— Exercise instructions —
Write out the data below exactly, from its first line to the line containing "let Some((fence_rest, block))", that line included.

— Records supplied —
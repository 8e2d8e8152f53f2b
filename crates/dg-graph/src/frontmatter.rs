//! YAML frontmatter handling.
//!
//! A document may start with a `---` fenced YAML block. Known keys are read
//! into [`Frontmatter`]; unknown keys are ignored, and keys holding a value of
//! the wrong type are treated as absent. Sidebar order is the exception: a
//! value that is neither a number nor a numeric string is rejected.

use serde::Deserialize;
use serde_yaml::Value;

use crate::error::GraphError;

/// Typed frontmatter of one document.
#[derive(Debug, Clone, PartialEq)]
pub struct Frontmatter {
    pub title: Option<String>,
    pub description: Option<String>,
    /// Slug override. An empty string is kept so the resolver can reject it.
    pub slug: Option<String>,
    pub sidebar_label: Option<String>,
    pub sidebar_order: Option<f64>,
    /// `false` excludes the page from the LLM text export.
    pub llms: bool,
}

impl Default for Frontmatter {
    fn default() -> Self {
        Self {
            title: None,
            description: None,
            slug: None,
            sidebar_label: None,
            sidebar_order: None,
            llms: true,
        }
    }
}

/// Keys as written, before type checks.
#[derive(Debug, Default, Deserialize)]
#[serde(default)]
struct RawFrontmatter {
    title: Option<Value>,
    description: Option<Value>,
    slug: Option<Value>,
    sidebar: Option<Value>,
    sidebar_label: Option<Value>,
    sidebar_position: Option<Value>,
    sidebar_order: Option<Value>,
    llms: Option<Value>,
}

/// Split a raw file into its frontmatter block (if any) and body.
///
/// The opening fence must be the first line; the block ends at the next line
/// consisting of `---`. Without a closing fence the file has no frontmatter.
#[must_use]
pub fn split_frontmatter(raw: &str) -> (Option<&str>, &str) {
    let text = raw.strip_prefix('\u{feff}').unwrap_or(raw);
    let Some(after_fence) = text.strip_prefix("---") else {
        return (None, text);
    };
    let Some((fence_rest, block)) = after_fence.split_once('\n') else {
        return (None, text);
    };
    if !fence_rest.trim().is_empty() {
        return (None, text);
    }

    let mut offset = 0;
    for line in block.split_inclusive('\n') {
        if line.trim_end() == "---" {
            return (Some(&block[..offset]), &block[offset + line.len()..]);
        }
        offset += line.len();
    }
    (None, text)
}

/// Parse frontmatter and return it with the remaining body.
///
/// # Errors
///
/// Returns [`GraphError::Configuration`] for malformed YAML or an invalid
/// sidebar order.
pub fn parse_frontmatter<'a>(
    raw: &'a str,
    source_path: &str,
) -> Result<(Frontmatter, &'a str), GraphError> {
    let (block, body) = split_frontmatter(raw);
    let Some(block) = block else {
        return Ok((Frontmatter::default(), body));
    };

    let value: Value = serde_yaml::from_str(block).map_err(|e| {
        GraphError::config(format!("Invalid frontmatter in '{source_path}': {e}"))
    })?;
    if !value.is_mapping() {
        return Ok((Frontmatter::default(), body));
    }
    let data: RawFrontmatter = serde_yaml::from_value(value).map_err(|e| {
        GraphError::config(format!("Invalid frontmatter in '{source_path}': {e}"))
    })?;

    let sidebar = data.sidebar.as_ref().filter(|v| v.is_mapping());
    let sidebar_label = sidebar
        .and_then(|s| s.get("label"))
        .and_then(trimmed_string)
        .or_else(|| data.sidebar_label.as_ref().and_then(trimmed_string));

    let order_raw = sidebar
        .and_then(|s| s.get("order"))
        .filter(|v| !v.is_null())
        .or(data.sidebar_position.as_ref())
        .or(data.sidebar_order.as_ref());

    Ok((
        Frontmatter {
            title: data.title.as_ref().and_then(trimmed_string).filter(|s| !s.is_empty()),
            description: data.description.as_ref().and_then(trimmed_string),
            slug: data.slug.as_ref().and_then(trimmed_string),
            sidebar_label: sidebar_label.filter(|s| !s.is_empty()),
            sidebar_order: parse_sidebar_order(order_raw, source_path)?,
            llms: !matches!(data.llms, Some(Value::Bool(false))),
        },
        body,
    ))
}

fn trimmed_string(value: &Value) -> Option<String> {
    value.as_str().map(|s| s.trim().to_owned())
}

fn parse_sidebar_order(value: Option<&Value>, source_path: &str) -> Result<Option<f64>, GraphError> {
    let invalid = |value: &Value| {
        let shown = serde_json::to_string(value).unwrap_or_else(|_| format!("{value:?}"));
        GraphError::config(format!(
            "Invalid sidebar order in {source_path}: expected a number, got {shown}"
        ))
    };

    match value {
        None | Some(Value::Null) => Ok(None),
        Some(Value::Number(n)) => Ok(n.as_f64().filter(|f| f.is_finite())),
        Some(Value::String(s)) if s.trim().is_empty() => Ok(None),
        Some(v @ Value::String(s)) => match s.trim().parse::<f64>() {
            Ok(n) if n.is_finite() => Ok(Some(n)),
            _ => Err(invalid(v)),
        },
        Some(other) => Err(invalid(other)),
    }
}

#[cfg(test)]
mod tests {
    use pretty_assertions::assert_eq;

    use super::*;

    fn parse(raw: &str) -> Frontmatter {
        parse_frontmatter(raw, "test.md").unwrap().0
    }

    #[test]
    fn test_split_without_frontmatter() {
        assert_eq!(split_frontmatter("# Title\n"), (None, "# Title\n"));
        assert_eq!(split_frontmatter("---"), (None, "---"));
    }

    #[test]
    fn test_split_with_frontmatter() {
        let (block, body) = split_frontmatter("---\ntitle: Hi\n---\n# Body\n");

        assert_eq!(block, Some("title: Hi\n"));
        assert_eq!(body, "# Body\n");
    }

    #[test]
    fn test_split_crlf_and_bom() {
        let (block, body) = split_frontmatter("\u{feff}---\r\ntitle: Hi\r\n---\r\nBody");

        assert_eq!(block, Some("title: Hi\r\n"));
        assert_eq!(body, "Body");
    }

    #[test]
    fn test_split_unterminated() {
        let raw = "---\ntitle: Hi\n# Body\n";

        assert_eq!(split_frontmatter(raw), (None, raw));
    }

    #[test]
    fn test_parse_defaults() {
        let (fm, body) = parse_frontmatter("# Just markdown", "a.md").unwrap();

        assert_eq!(fm, Frontmatter::default());
        assert!(fm.llms);
        assert_eq!(body, "# Just markdown");
    }

    #[test]
    fn test_parse_empty_block() {
        assert_eq!(parse("---\n---\nBody"), Frontmatter::default());
    }

    #[test]
    fn test_parse_all_fields() {
        let fm = parse(
            "---\ntitle: '  Install  '\ndescription: How to install\nslug: custom/path\nsidebar:\n  label: Setup\n  order: 3\nllms: false\nunknown: ignored\n---\n",
        );

        assert_eq!(
            fm,
            Frontmatter {
                title: Some("Install".to_owned()),
                description: Some("How to install".to_owned()),
                slug: Some("custom/path".to_owned()),
                sidebar_label: Some("Setup".to_owned()),
                sidebar_order: Some(3.0),
                llms: false,
            }
        );
    }

    #[test]
    fn test_parse_ignores_non_string_fields() {
        let fm = parse("---\ntitle: 42\ndescription: [a, b]\nsidebar_label: true\n---\n");

        assert_eq!(fm.title, None);
        assert_eq!(fm.description, None);
        assert_eq!(fm.sidebar_label, None);
    }

    #[test]
    fn test_parse_flat_sidebar_keys() {
        let fm = parse("---\nsidebar_label: Flat\nsidebar_position: 2\n---\n");
        assert_eq!(fm.sidebar_label.as_deref(), Some("Flat"));
        assert_eq!(fm.sidebar_order, Some(2.0));

        let fm = parse("---\nsidebar_order: '1.5'\n---\n");
        assert_eq!(fm.sidebar_order, Some(1.5));
    }

    #[test]
    fn test_parse_sidebar_order_precedence() {
        let fm = parse("---\nsidebar:\n  order: 1\nsidebar_position: 2\nsidebar_order: 3\n---\n");
        assert_eq!(fm.sidebar_order, Some(1.0));

        let fm = parse("---\nsidebar:\n  order: null\nsidebar_position: 2\n---\n");
        assert_eq!(fm.sidebar_order, Some(2.0));
    }

    #[test]
    fn test_parse_invalid_sidebar_order() {
        let err = parse_frontmatter("---\nsidebar_position: first\n---\n", "guide.md").unwrap_err();
        assert_eq!(
            err.to_string(),
            "Invalid sidebar order in guide.md: expected a number, got \"first\""
        );

        let err = parse_frontmatter("---\nsidebar_order: true\n---\n", "guide.md").unwrap_err();
        assert!(matches!(err, GraphError::Configuration(_)));
    }

    #[test]
    fn test_parse_empty_slug_kept() {
        assert_eq!(parse("---\nslug: '   '\n---\n").slug.as_deref(), Some(""));
    }

    #[test]
    fn test_parse_malformed_yaml() {
        let err = parse_frontmatter("---\ntitle: [unclosed\n---\n", "bad.md").unwrap_err();

        assert!(err.to_string().starts_with("Invalid frontmatter in 'bad.md'"));
    }

    #[test]
    fn test_parse_llms_only_false_excludes() {
        assert!(parse("---\nllms: true\n---\n").llms);
        assert!(parse("---\nllms: 'no'\n---\n").llms);
        assert!(!parse("---\nllms: false\n---\n").llms);
    }
}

— Answer area —
repository 8e2d8e8152f53f2b
filename crates/dg-graph/src/frontmatter.rs
//! YAML frontmatter handling.
//!
//! A document may start with a `---` fenced YAML block. Known keys are read
//! into [`Frontmatter`]; unknown keys are ignored, and keys holding a value of
//! the wrong type are treated as absent. Sidebar order is the exception: a
//! value that is neither a number nor a numeric string is rejected.

use serde::Deserialize;
use serde_yaml::Value;

use crate::error::GraphError;

/// Typed frontmatter of one document.
#[derive(Debug, Clone, PartialEq)]
pub struct Frontmatter {
    pub title: Option<String>,
    pub description: Option<String>,
    /// Slug override. An empty string is kept so the resolver can reject it.
    pub slug: Option<String>,
    pub sidebar_label: Option<String>,
    pub sidebar_order: Option<f64>,
    /// `false` excludes the page from the LLM text export.
    pub llms: bool,
}

impl Default for Frontmatter {
    fn default() -> Self {
        Self {
            title: None,
            description: None,
            slug: None,
            sidebar_label: None,
            sidebar_order: None,
            llms: true,
        }
    }
}

/// Keys as written, before type checks.
#[derive(Debug, Default, Deserialize)]
#[serde(default)]
struct RawFrontmatter {
    title: Option<Value>,
    description: Option<Value>,
    slug: Option<Value>,
    sidebar: Option<Value>,
    sidebar_label: Option<Value>,
    sidebar_position: Option<Value>,
    sidebar_order: Option<Value>,
    llms: Option<Value>,
}

/// Split a raw file into its frontmatter block (if any) and body.
///
/// The opening fence must be the first line; the block ends at the next line
/// consisting of `---`. Without a closing fence the file has no frontmatter.
#[must_use]
pub fn split_frontmatter(raw: &str) -> (Option<&str>, &str) {
    let text = raw.strip_prefix('\u{feff}').unwrap_or(raw);
    let Some(after_fence) = text.strip_prefix("---") else {
        return (None, text);
    };
    let Some((fence_rest, block)) = after_fence.split_once('\n') else {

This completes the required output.